Declining Bank Satisfaction Levels Among Small US Businesses
A new report from Aite Group reveals declining satisfaction rates of many ‘Big Four’ and regional bank customers over the last two years, and examines the risks of such declines.
The report analyses the satisfaction rate of US small businesses, defined at those businesses generating less than US$10m in annual revenues. Based on a survey of 283 owners and executives of US small businesses conducted online in July 2009, the report also recommends initiatives that banks can implement to exceed customer expectations and increase the probability of cross-selling success and customer retention.

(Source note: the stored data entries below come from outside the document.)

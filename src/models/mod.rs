//! Data models for the Club Hub application.
//!
//! Field names are camelCase to match the records the web front end writes
//! into the tree.

mod club;
mod notification;
mod user;

pub use club::*;
pub use notification::*;
pub use user::*;

use serde::{Deserialize, Deserializer};
use serde_json::Value;

/// Current time in the format used for `createdAt` and `date` fields.
///
/// RFC 3339 in UTC at second precision, so plain string ordering of values
/// written by this service is also chronological ordering.
pub fn timestamp_now() -> String {
    chrono::Utc::now().to_rfc3339_opts(chrono::SecondsFormat::Secs, true)
}

/// String form of an id that may be stored as a JSON string or number.
pub fn id_string(value: &Value) -> Option<String> {
    match value {
        Value::String(s) => Some(s.clone()),
        Value::Number(n) => Some(n.to_string()),
        _ => None,
    }
}

/// Deserialize an id stored as either a string or a number. A null id reads
/// as empty.
fn string_or_number<'de, D>(deserializer: D) -> Result<String, D::Error>
where
    D: Deserializer<'de>,
{
    let value = Value::deserialize(deserializer)?;
    if value.is_null() {
        return Ok(String::new());
    }
    id_string(&value).ok_or_else(|| serde::de::Error::custom("expected a string or number id"))
}

/// Deserialize a list the tree may hand back as an array, as an object with
/// index keys, or not at all.
fn tree_list<'de, D, T>(deserializer: D) -> Result<Vec<T>, D::Error>
where
    D: Deserializer<'de>,
    T: serde::de::DeserializeOwned,
{
    let value = Value::deserialize(deserializer)?;
    list_from_tree(value).map_err(serde::de::Error::custom)
}

/// Normalise a stored list into a `Vec`.
///
/// Index-keyed objects are ordered by numeric index; holes are skipped.
pub fn list_from_tree<T: serde::de::DeserializeOwned>(
    value: Value,
) -> Result<Vec<T>, serde_json::Error> {
    let items: Vec<Value> = match value {
        Value::Null => Vec::new(),
        Value::Array(items) => items.into_iter().filter(|v| !v.is_null()).collect(),
        Value::Object(map) => {
            let mut indexed: Vec<(u64, Value)> = map
                .into_iter()
                .map(|(k, v)| (k.parse::<u64>().unwrap_or(u64::MAX), v))
                .collect();
            indexed.sort_by_key(|(i, _)| *i);
            indexed.into_iter().map(|(_, v)| v).collect()
        }
        other => vec![other],
    };
    items.into_iter().map(serde_json::from_value).collect()
}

Despite financial institutions’ increased focus on the small-business customer segment over the last few years, this segment’s overall level of satisfaction with their primary institutions decreased between 2007 and 2009. This is especially true among those that had described themselves as ‘extremely satisfied’ in 2007. The most significant declines in satisfaction were seen in customer ratings of service, online banking application ease-of-use, and financial institutions’ ability to understand the specific needs of their customers.
Among small businesses that are ‘disappointed’ with their financial institutions, 31% stated they ‘definitely’ or ‘probably will’ switch to a new financial institution over the next two years. Thirty-eight percent of disappointed customers bank with Big Four banks, while 41% bank primarily with regional banks.
“While the current economic environment is creating new challenges, financial institutions cannot lose sight of the importance of providing high levels of customer service to their small-business customers,” said Christine Barry, research director with Aite Group and co-author of this report. “In fact, they must strive to delight their customers and exceed their expectations, or risk losing them to competitors. Both financial institutions and technology providers have the power to improve small-business relationships before it’s too late.”